Charlie gave no response. The revelation was happening too quickly, making his heart leap out of his chest, making him closer to losing his mind.

“You’re not going to say anything, lad? Good! Because the moment the Escapist Dream reopened, seeing all of you privileged nerds coming here enjoying your lives, sickened me. The same type of people who killed my father. I just want to bloody hurt you all!”

The Nihilion then turned around, walked a few steps ahead, and glimpsed at the heavens. “But the person whom I wanted to suffer was you, Charlie Anderson. Of course, the question was how would I get you back here. But the answer lied with you. I accessed what my father had left about you. Your whole character and personality. I made a gamble of hacking this world and tormenting all the people in here to entice you. And wouldn’t you know? It took a while but eventually, you took the bait!”

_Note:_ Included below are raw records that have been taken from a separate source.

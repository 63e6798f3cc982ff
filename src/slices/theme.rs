//! Theme inputs and the derived token set.

use serde::{Deserialize, Serialize};

use crate::theme::{derive_theme, ColorScheme, ThemeTokens};

/// Color scheme and contrast inputs plus the tokens derived from them.
///
/// `tokens` is never serialized. Call [`ThemeSlice::recompute`] after
/// deserializing so it matches the restored inputs.
#[derive(Debug, Clone, PartialEq, Serialize, Deserialize)]
pub struct ThemeSlice {
    #[serde(default)]
    color_scheme: ColorScheme,
    #[serde(default)]
    high_contrast: bool,
    #[serde(skip)]
    tokens: ThemeTokens,
}

impl Default for ThemeSlice {
    fn default() -> Self {
        Self::new(ColorScheme::default(), false)
    }
}

impl ThemeSlice {
    pub fn new(color_scheme: ColorScheme, high_contrast: bool) -> Self {
        Self {
            color_scheme,
            high_contrast,
            tokens: derive_theme(color_scheme, high_contrast),
        }
    }

    pub fn color_scheme(&self) -> ColorScheme {
        self.color_scheme
    }

    pub fn high_contrast(&self) -> bool {
        self.high_contrast
    }

    pub fn tokens(&self) -> &ThemeTokens {
        &self.tokens
    }

    pub fn set_color_scheme(&mut self, scheme: ColorScheme) {
        self.color_scheme = scheme;
        self.recompute();
    }

    pub fn set_high_contrast(&mut self, enabled: bool) {
        self.high_contrast = enabled;
        self.recompute();
    }

    pub fn toggle_high_contrast(&mut self) {
        self.set_high_contrast(!self.high_contrast);
    }

    /// Re-derive the tokens from the current inputs.
    pub fn recompute(&mut self) {
        self.tokens = derive_theme(self.color_scheme, self.high_contrast);
    }
}
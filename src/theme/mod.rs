//! Theme derivation.
//!
//! A theme is never authored directly: [`derive_theme`] computes the full
//! token set from the device color scheme and the high-contrast toggle, and
//! the result is recomputed whenever either input changes.

pub mod contrast;
pub mod palette;

use egui::{Color32, Visuals};
use serde::{Deserialize, Serialize};

pub use palette::{DarkPalette, HighContrastPalette, LightPalette};

/// Device color scheme preference.
#[derive(Debug, Clone, Copy, PartialEq, Eq, Hash, Default, Serialize, Deserialize)]
#[serde(rename_all = "lowercase")]
pub enum ColorScheme {
    #[default]
    Light,
    Dark,
}

impl std::fmt::Display for ColorScheme {
    fn fmt(&self, f: &mut std::fmt::Formatter<'_>) -> std::fmt::Result {
        match self {
            ColorScheme::Light => write!(f, "light"),
            ColorScheme::Dark => write!(f, "dark"),
        }
    }
}

/// Flat set of named color tokens consumed by screens.
#[derive(Debug, Clone, Copy, PartialEq, Eq, Hash)]
pub struct ThemeTokens {
    pub background: Color32,
    pub surface: Color32,
    pub text: Color32,
    pub text_muted: Color32,
    pub border: Color32,
    pub tint: Color32,
    pub icon: Color32,
    pub success: Color32,
    pub warning: Color32,
    pub danger: Color32,
    pub info: Color32,
}

impl Default for ThemeTokens {
    fn default() -> Self {
        derive_theme(ColorScheme::default(), false)
    }
}

/// Compute the token set for a color scheme and contrast mode.
pub fn derive_theme(scheme: ColorScheme, high_contrast: bool) -> ThemeTokens {
    let base = match scheme {
        ColorScheme::Light => LightPalette::tokens(),
        ColorScheme::Dark => DarkPalette::tokens(),
    };

    if high_contrast {
        HighContrastPalette::apply(base)
    } else {
        base
    }
}

impl ThemeTokens {
    /// Whether the background is dark enough to need light widgets.
    pub fn is_dark(&self) -> bool {
        contrast::contrast_ratio(self.background, Color32::BLACK)
            < contrast::contrast_ratio(self.background, Color32::WHITE)
    }

    /// Map the tokens onto egui visuals for hosts rendering with egui.
    pub fn visuals(&self) -> Visuals {
        let mut visuals = if self.is_dark() {
            Visuals::dark()
        } else {
            Visuals::light()
        };

        visuals.window_fill = self.surface;
        visuals.panel_fill = self.surface;
        visuals.faint_bg_color = self.background;
        visuals.extreme_bg_color = self.background;

        visuals.widgets.noninteractive.bg_fill = self.surface;
        visuals.widgets.inactive.bg_fill = self.surface;
        visuals.widgets.active.bg_fill = self.tint;

        visuals.selection.bg_fill = self.tint.linear_multiply(0.4);
        visuals.selection.stroke.color = self.tint;
        visuals.hyperlink_color = self.tint;
        visuals.warn_fg_color = self.warning;
        visuals.error_fg_color = self.danger;

        visuals.widgets.noninteractive.fg_stroke.color = self.text;
        visuals.widgets.inactive.fg_stroke.color = self.text_muted;
        visuals.widgets.hovered.fg_stroke.color = self.text;
        visuals.widgets.active.fg_stroke.color = self.background;

        visuals.widgets.noninteractive.bg_stroke.color = self.border;
        visuals.widgets.inactive.bg_stroke.color = self.border;

        visuals
    }
}
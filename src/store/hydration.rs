//! One-shot hydration bookkeeping.

use chrono::{DateTime, Utc};

/// Lifecycle of the startup restore.
#[derive(Debug, Clone, Copy, PartialEq, Eq, Default)]
pub enum HydrationStatus {
    #[default]
    Uninitialized,
    Hydrating,
    Hydrated,
}

/// What hydration found in storage.
#[derive(Debug, Clone, PartialEq, Eq)]
pub enum HydrationOutcome {
    /// Nothing stored; slice defaults kept
    Empty,
    /// Current-version snapshot restored
    Restored { saved_at: Option<DateTime<Utc>> },
    /// Older snapshot migrated and restored
    Migrated { from_version: u32 },
    /// Snapshot unreadable; slice defaults kept
    Discarded { reason: String },
}

impl HydrationOutcome {
    /// Whether stored state was applied.
    pub fn restored_state(&self) -> bool {
        matches!(self, Self::Restored { .. } | Self::Migrated { .. })
    }
}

Charlie continued to say nothing even as the Nihilion jested. The cruelty of existence had no bounds. This global dilemma which had affected so many families; Haru had nothing to do with it; Amp as well. The culprit was Charlie, it had always been Charlie. Everything started to make sense now. This walking snarky psychopath dressed as Jim Broughton symbolized Charlie’s greatest failure – his new recent mistake.

“I want you to put into your mind, Mr. Superhero. That all of this is on you. These people here died because of you. I want you to remember that. I won’t even kill you yet. I’m giving you time to marinate it in your head. I hope it destroys you so you’ll be running to me, begging me, to kill you!”